It is therefore not at all surprising that Kagarlitsky has also kept silent about another extremely important fact, related to the previous one: that from the beginning, this movement not only had the support of the biggest Donbass oligarch, Rinat Akhmetov, but was also inspired by him.

This was known at the time when Kagarlitsky was writing about the outbreak of an alleged revolution in eastern Ukraine. In any case, those who wanted to know, knew; for example, thanks to Aleksandr Kosvintsev, an independent Russian journalist, who had sought political asylum in Ukraine seven years ago because of the persecutions of the Putin regime (he seriously feared for his life), and been granted citizenship. On April 10, he placed Akhmetov on his list of the “Top 10 contemporary Ukrainian traitors.” Kosvintsev wrote: “In the homeland of Mr. Akhmetov, the separatists not only have not calmed down, but since recently are working hard to implement the secessionist plan of the Kremlin. Who can believe that the”overlord“of the region is not taking part?” [15]

Later, on May 10, this was fully confirmed by Pavel Gubarev, the ephemeral “popular governor” of Donetsk (for five days, from March 1). He had just come out of a Ukrainian prison, and, in an interview with the Russian press, he talked about the beginnings of this “revolution” and the role played by the Party of Regions, the oligarchic party of ousted President Viktor Yanukovych. Thus, he candidly admitted that: “We saw appearing in every town leaders of a so-called volunteer popular militia. And then our party in power, our ruling oligarchs of the Southeast, began working with the militants of the volunteer popular militia. It turned out that two thirds of these activists were paid by the oligarch Akhmetov. A very small group of people remained faithful to the ideal; however they continued to take the money. Everyone took the money! (...) Under these conditions, everyone was bought off. Those who were not bought off were either marginalized, discredited, or terrorized”. [16] Some were even handed over to the Security Service of Ukraine (SBU); this was the fate of Gubarev.

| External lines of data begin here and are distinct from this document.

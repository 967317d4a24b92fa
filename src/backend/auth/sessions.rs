/**
 * Session Tokens
 *
 * This module handles JWT token generation and validation for sessions.
 * Tokens are HS256-signed and carry the user id and role; the token is the
 * only session state kept anywhere.
 */

use std::sync::Arc;
use std::time::Duration;

use chrono::Utc;
use jsonwebtoken::{decode, encode, DecodingKey, EncodingKey, Header, Validation};
use serde::{Deserialize, Serialize};
use uuid::Uuid;

use crate::backend::store::Role;
use crate::shared::AppConfig;

/// JWT claims structure
#[derive(Debug, Clone, Serialize, Deserialize)]
pub struct Claims {
    /// User ID
    pub sub: String,
    /// Role at the time the token was issued
    pub role: Role,
    /// Issued at time (Unix timestamp)
    pub iat: u64,
    /// Expiration time (Unix timestamp)
    pub exp: u64,
}

impl Claims {
    /// Parse the subject as a user id
    pub fn user_id(&self) -> Option<Uuid> {
        Uuid::parse_str(&self.sub).ok()
    }
}

/// Signing and verification keys derived from `JWT_SECRET`
#[derive(Clone)]
pub struct SessionKeys {
    encoding: Arc<EncodingKey>,
    decoding: Arc<DecodingKey>,
    ttl: Duration,
}

impl SessionKeys {
    /// Build keys from a shared secret
    ///
    /// # Arguments
    /// * `secret` - HMAC secret
    /// * `ttl` - Lifetime of issued tokens
    pub fn new(secret: &str, ttl: Duration) -> Self {
        Self {
            encoding: Arc::new(EncodingKey::from_secret(secret.as_bytes())),
            decoding: Arc::new(DecodingKey::from_secret(secret.as_bytes())),
            ttl,
        }
    }

    pub fn from_config(config: &AppConfig) -> Self {
        Self::new(&config.jwt_secret, config.session_ttl)
    }

    /// Lifetime of issued tokens, also used as the cookie `Max-Age`
    pub fn ttl(&self) -> Duration {
        self.ttl
    }

    /// Create a JWT token for a user
    ///
    /// # Arguments
    /// * `user_id` - User ID
    /// * `role` - User role
    ///
    /// # Returns
    /// JWT token string
    pub fn issue(&self, user_id: Uuid, role: Role) -> Result<String, jsonwebtoken::errors::Error> {
        let now = Utc::now().timestamp().max(0) as u64;
        let claims = Claims {
            sub: user_id.to_string(),
            role,
            iat: now,
            exp: now + self.ttl.as_secs(),
        };

        encode(&Header::default(), &claims, &self.encoding)
    }

    /// Verify and decode a JWT token
    ///
    /// Fails on a bad signature, a malformed token or an expired `exp`.
    pub fn verify(&self, token: &str) -> Result<Claims, jsonwebtoken::errors::Error> {
        let token_data = decode::<Claims>(token, &self.decoding, &Validation::default())?;
        Ok(token_data.claims)
    }
}
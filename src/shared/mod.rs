//! Shared Module
//!
//! Types used across the backend and the binaries that carry no dependency
//! on the database: the JSON response envelope and the application
//! configuration.

/// JSON response envelope
pub mod response;

/// Application configuration
pub mod config;

/// Re-export commonly used types for convenience
pub use config::{AppConfig, AppConfigBuilder, ConfigError};
pub use response::ApiResponse;
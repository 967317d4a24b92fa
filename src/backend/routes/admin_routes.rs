/**
 * Admin Route Handlers
 *
 * # Routes
 *
 * - `POST /admin/login` - Admin login, sets `adminSession` (public)
 * - `POST /admin/logout` - Clears `adminSession` (public)
 * - `GET /admin/resources` - Resource catalogue
 * - `GET|POST /admin/resources/{resource}` - List / create
 * - `GET|PATCH|DELETE /admin/resources/{resource}/{id}` - Show / update / delete
 *
 * Everything under `/admin/resources` requires an admin session.
 */

use axum::{
    middleware::from_fn_with_state,
    routing::{get, post},
    Router,
};

use crate::backend::admin::handlers::{
    create_record, delete_record, list_records, list_resources, show_record, update_record,
};
use crate::backend::admin::{admin_login, admin_logout};
use crate::backend::middleware::admin_auth;
use crate::backend::server::state::AppState;

/// Configure admin routes
///
/// # Returns
///
/// Router to be nested under `/admin`
pub fn configure_admin_routes(state: AppState) -> Router<AppState> {
    let protected = Router::new()
        .route("/resources", get(list_resources))
        .route(
            "/resources/{resource}",
            get(list_records).post(create_record),
        )
        .route(
            "/resources/{resource}/{id}",
            get(show_record).patch(update_record).delete(delete_record),
        )
        .route_layer(from_fn_with_state(state, admin_auth));

    Router::new()
        .route("/login", post(admin_login))
        .route("/logout", post(admin_logout))
        .merge(protected)
}
//! Route Configuration Module
//!
//! This module configures all HTTP routes for the backend server.
//! Routes are organized by functionality into focused submodules.
//!
//! # Module Structure
//!
//! ```text
//! routes/
//! ├── mod.rs             - Module exports and documentation
//! ├── router.rs          - Main router creation and shared layers
//! ├── student_routes.rs  - /student routes
//! └── admin_routes.rs    - /admin routes
//! ```
//!
//! # Route Types
//!
//! ## Public
//!
//! - `GET /` - Health check
//! - `POST /student/register`, `POST /student/login`, `POST /student/logout`
//! - `POST /admin/login`, `POST /admin/logout`
//!
//! ## Student session
//!
//! - `GET /student/dashboard`
//!
//! ## Admin session
//!
//! - `/admin/resources/...`

/// Main router creation
pub mod router;

/// Student routes
pub mod student_routes;

/// Admin routes
pub mod admin_routes;

pub use router::create_router;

The leaders of the “Donetsk People’s Republic” did not even lift a finger to get him released. Only Strelkov, commander of the separatists in Sloviansk, did so, by exchanging him for a Ukrainian officer who had been taken prisoner. That is why Gubarev, to avenge the betrayal of which he had been a victim, revealed the key role of Akhmetov in the birth of the separatist movement. Today, many militants of the this movement talk about it, as well as observers and commentators, such as Anatoli Nesmiyan, “El Murid”, a pro-separatist political analyst in St. Petersburg, known for his Libyan and Syrian connections (which are, besides, not so difficult to decrypt). On the semi-official site of the separatists, Russkaya Vesna (Russian Spring), he wrote, speaking of Akhmetov, that “the Donetsk People’s Republic was his project,” and that now, from the moment that he had (supposedly) turned his back on it, “it should show that it is able to survive without Akhmetov, and even against him if necessary.” [17]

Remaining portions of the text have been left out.